Черняев восхищается способностью Горбачева настраиваться на одну волну с собеседниками — будь то руководители западных государств или же простые граждане этих стран. Он пишет в своем дневнике об успехе Горбачева в налаживании дружеских отношений с канцлером ФРГ Гельмутом Колем. В конце концов, заметил он, «новое мышление» не было чем-то таким уж оригинальным или невиданным. Новым в нем было то, что советский руководитель, сам сформировавшийся в условиях советской системы и воспитанный советским обществом, смог так быстро освободиться от советской ментальное. В тот день, когда Черняев увидел, как Горбачев и Коль ведут между собой приятную беседу, он записал в своем дневнике: «Физически ощущаешь, что мы уже вступаем в новый мир, в котором не классовая борьба, и не идеология, и вообще не противоположности и враждебность определяют.

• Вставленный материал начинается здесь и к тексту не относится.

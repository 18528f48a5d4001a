// Copyright 2024 FastLabs Developers
//
// Licensed under the Apache License, Version 2.0 (the "License");
// you may not use this file except in compliance with the License.
// You may obtain a copy of the License at
//
//     http://www.apache.org/licenses/LICENSE-2.0
//
// Unless required by applicable law or agreed to in writing, software
// distributed under the License is distributed on an "AS IS" BASIS,
// WITHOUT WARRANTIES OR CONDITIONS OF ANY KIND, either express or implied.
// See the License for the specific language governing permissions and
// limitations under the License.


use std::fmt;
use std::ops::BitAnd;
use std::ops::BitOr;

use crate::Channel;
use crate::Filter;
use crate::Kind;
use crate::LogEntry;
use crate::filter::FilterResult;

/// A set of [`Kind`]s, combined like bit flags.
///
/// # Examples
///
/// ```
/// use logchan::Kind;
/// use logchan::filter::KindFilter;
///
/// let filter = KindFilter::WARNING | KindFilter::ERRONEOUS;
/// assert!(filter.contains_kind(Kind::Fatal));
/// assert!(!filter.contains_kind(Kind::Info));
/// ```
#[derive(Copy, Clone, Eq, PartialEq, Hash)]
pub struct KindFilter(u8);

impl KindFilter {
    /// Matches nothing.
    pub const NONE: KindFilter = KindFilter(0x00);
    /// Debug entries.
    pub const DEBUG: KindFilter = KindFilter(0x01);
    /// Info entries.
    pub const INFO: KindFilter = KindFilter(0x02);
    /// Warning entries.
    pub const WARNING: KindFilter = KindFilter(0x04);
    /// Error entries.
    pub const ERROR: KindFilter = KindFilter(0x08);
    /// Fatal entries.
    pub const FATAL: KindFilter = KindFilter(0x10);
    /// Every kind that indicates an error.
    pub const ERRONEOUS: KindFilter = KindFilter(0x10 | 0x08);
    /// Errors and warnings.
    pub const IRREGULAR: KindFilter = KindFilter(0x10 | 0x08 | 0x04);
    /// Everything used as part of regular operation.
    pub const REGULAR: KindFilter = KindFilter(0x10 | 0x08 | 0x04 | 0x02);
    /// Every kind, debug included.
    pub const ALL: KindFilter = KindFilter(0x1f);

    /// Whether this set matches the given kind.
    pub const fn contains_kind(&self, kind: Kind) -> bool {
        self.0 & kind.to_filter().0 != 0
    }

    /// Whether this set matches nothing.
    pub const fn is_empty(&self) -> bool {
        self.0 == 0
    }
}

impl Kind {
    /// The single-kind [`KindFilter`] of this kind.
    pub const fn to_filter(self) -> KindFilter {
        match self {
            Kind::Debug => KindFilter::DEBUG,
            Kind::Info => KindFilter::INFO,
            Kind::Warning => KindFilter::WARNING,
            Kind::Error => KindFilter::ERROR,
            Kind::Fatal => KindFilter::FATAL,
        }
    }
}

impl Default for KindFilter {
    fn default() -> Self {
        KindFilter::ALL
    }
}

impl BitOr for KindFilter {
    type Output = KindFilter;

    fn bitor(self, rhs: Self) -> Self::Output {
        KindFilter(self.0 | rhs.0)
    }
}

impl BitAnd for KindFilter {
    type Output = KindFilter;

    fn bitand(self, rhs: Self) -> Self::Output {
        KindFilter(self.0 & rhs.0)
    }
}

impl From<Kind> for KindFilter {
    fn from(kind: Kind) -> Self {
        kind.to_filter()
    }
}

impl fmt::Debug for KindFilter {
    fn fmt(&self, f: &mut fmt::Formatter<'_>) -> fmt::Result {
        let kinds = Kind::ALL
            .iter()
            .filter(|kind| self.contains_kind(**kind))
            .collect::<Vec<_>>();
        f.debug_tuple("KindFilter").field(&kinds).finish()
    }
}

impl Filter for KindFilter {
    fn matches(&self, _: &Channel, entry: &LogEntry) -> FilterResult {
        if self.contains_kind(entry.kind()) {
            FilterResult::Neutral
        } else {
            FilterResult::Reject
        }
    }
}

#[cfg(test)]
mod tests {
    use super::*;

    #[test]
    fn test_groups() {
        assert!(KindFilter::ERRONEOUS.contains_kind(Kind::Error));
        assert!(!KindFilter::ERRONEOUS.contains_kind(Kind::Warning));
        assert!(KindFilter::IRREGULAR.contains_kind(Kind::Warning));
        assert!(!KindFilter::IRREGULAR.contains_kind(Kind::Info));
        assert!(KindFilter::REGULAR.contains_kind(Kind::Info));
        assert!(!KindFilter::REGULAR.contains_kind(Kind::Debug));
        for kind in Kind::ALL {
            assert!(KindFilter::ALL.contains_kind(kind));
            assert!(!KindFilter::NONE.contains_kind(kind));
        }
    }

    #[test]
    fn test_combine() {
        let filter = KindFilter::DEBUG | KindFilter::FATAL;
        assert!(filter.contains_kind(Kind::Debug));
        assert!(filter.contains_kind(Kind::Fatal));
        assert!(!filter.contains_kind(Kind::Info));
        assert_eq!(filter & KindFilter::ERRONEOUS, KindFilter::FATAL);
        assert!((KindFilter::DEBUG & KindFilter::INFO).is_empty());
    }
}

А берет верх что-то общечеловеческое»{1182}.
Противники Горбачева заявляют, что невероятный успех, которым Горбачев пользовался у западноевропейской и американской публики, вскружил ему голову. Он начал ставить дружеские отношения с иностранными лидерами выше интересов своей страны. Они уверяют, что Горбачеву не только политически и финансово, но и психологически необходимо было получить признание Запада: его популярность в собственной стране из-за нараставшего хаоса в общественной и политической жизни стремительно падала. Валерию Болдину это видится так: «После того как началась демократизация, которая вдруг повернула не совсем в ту сторону, куда Горбачев рассчитывал ее направить, и во главе этой демократизации встал его кровный враг Ельцин, тогда он все свои чаяния возложил на Запад»{1183}. Кроме того, критики указывают на то, что советы, полученные Горбачевым от Запада, лишь ухудшили положение дел и сыграли зловещую роль, так как отвлекли его от приоритетов внешней и внутренней политики 1985-1987 гг. и подтолкнули к радикальным политическим реформам{1184}.
Особенно резко высказываются об этом советские дипломаты Анатолий Добрынин и Георгий Корниенко, заявляя, что Горбачев «растратил переговорный потенциал советского государства» в обмен на преходящую популярность и добрые отношения с западными государственными деятелями. По мнению Добрынина, западные политики извлекали выгоду из слабости Горбачева. После 1988 г. Горбачев спешил окончить холодную войну, так как это было необходимо ему лично, чтобы прорывом на международной арене компенсировать не оправдавшиеся надежды на улучшение жизни у себя в стране. А в результате «дипломатия Горбачева часто не могла добиться выгодных соглашений в переговорах с Соединенными Штатами и их союзниками»{1185}. Корниенко уверен, что поспешный шаг Горбачева по созданию новой политической системы в стране объясняется его излишней чувствительностью к мнению и советам Запада. Горбачев-политик страстно хотел, чтобы его называли не «вождем коммунистической партии», а «президентом СССР», легитимным лидером государства{1186}.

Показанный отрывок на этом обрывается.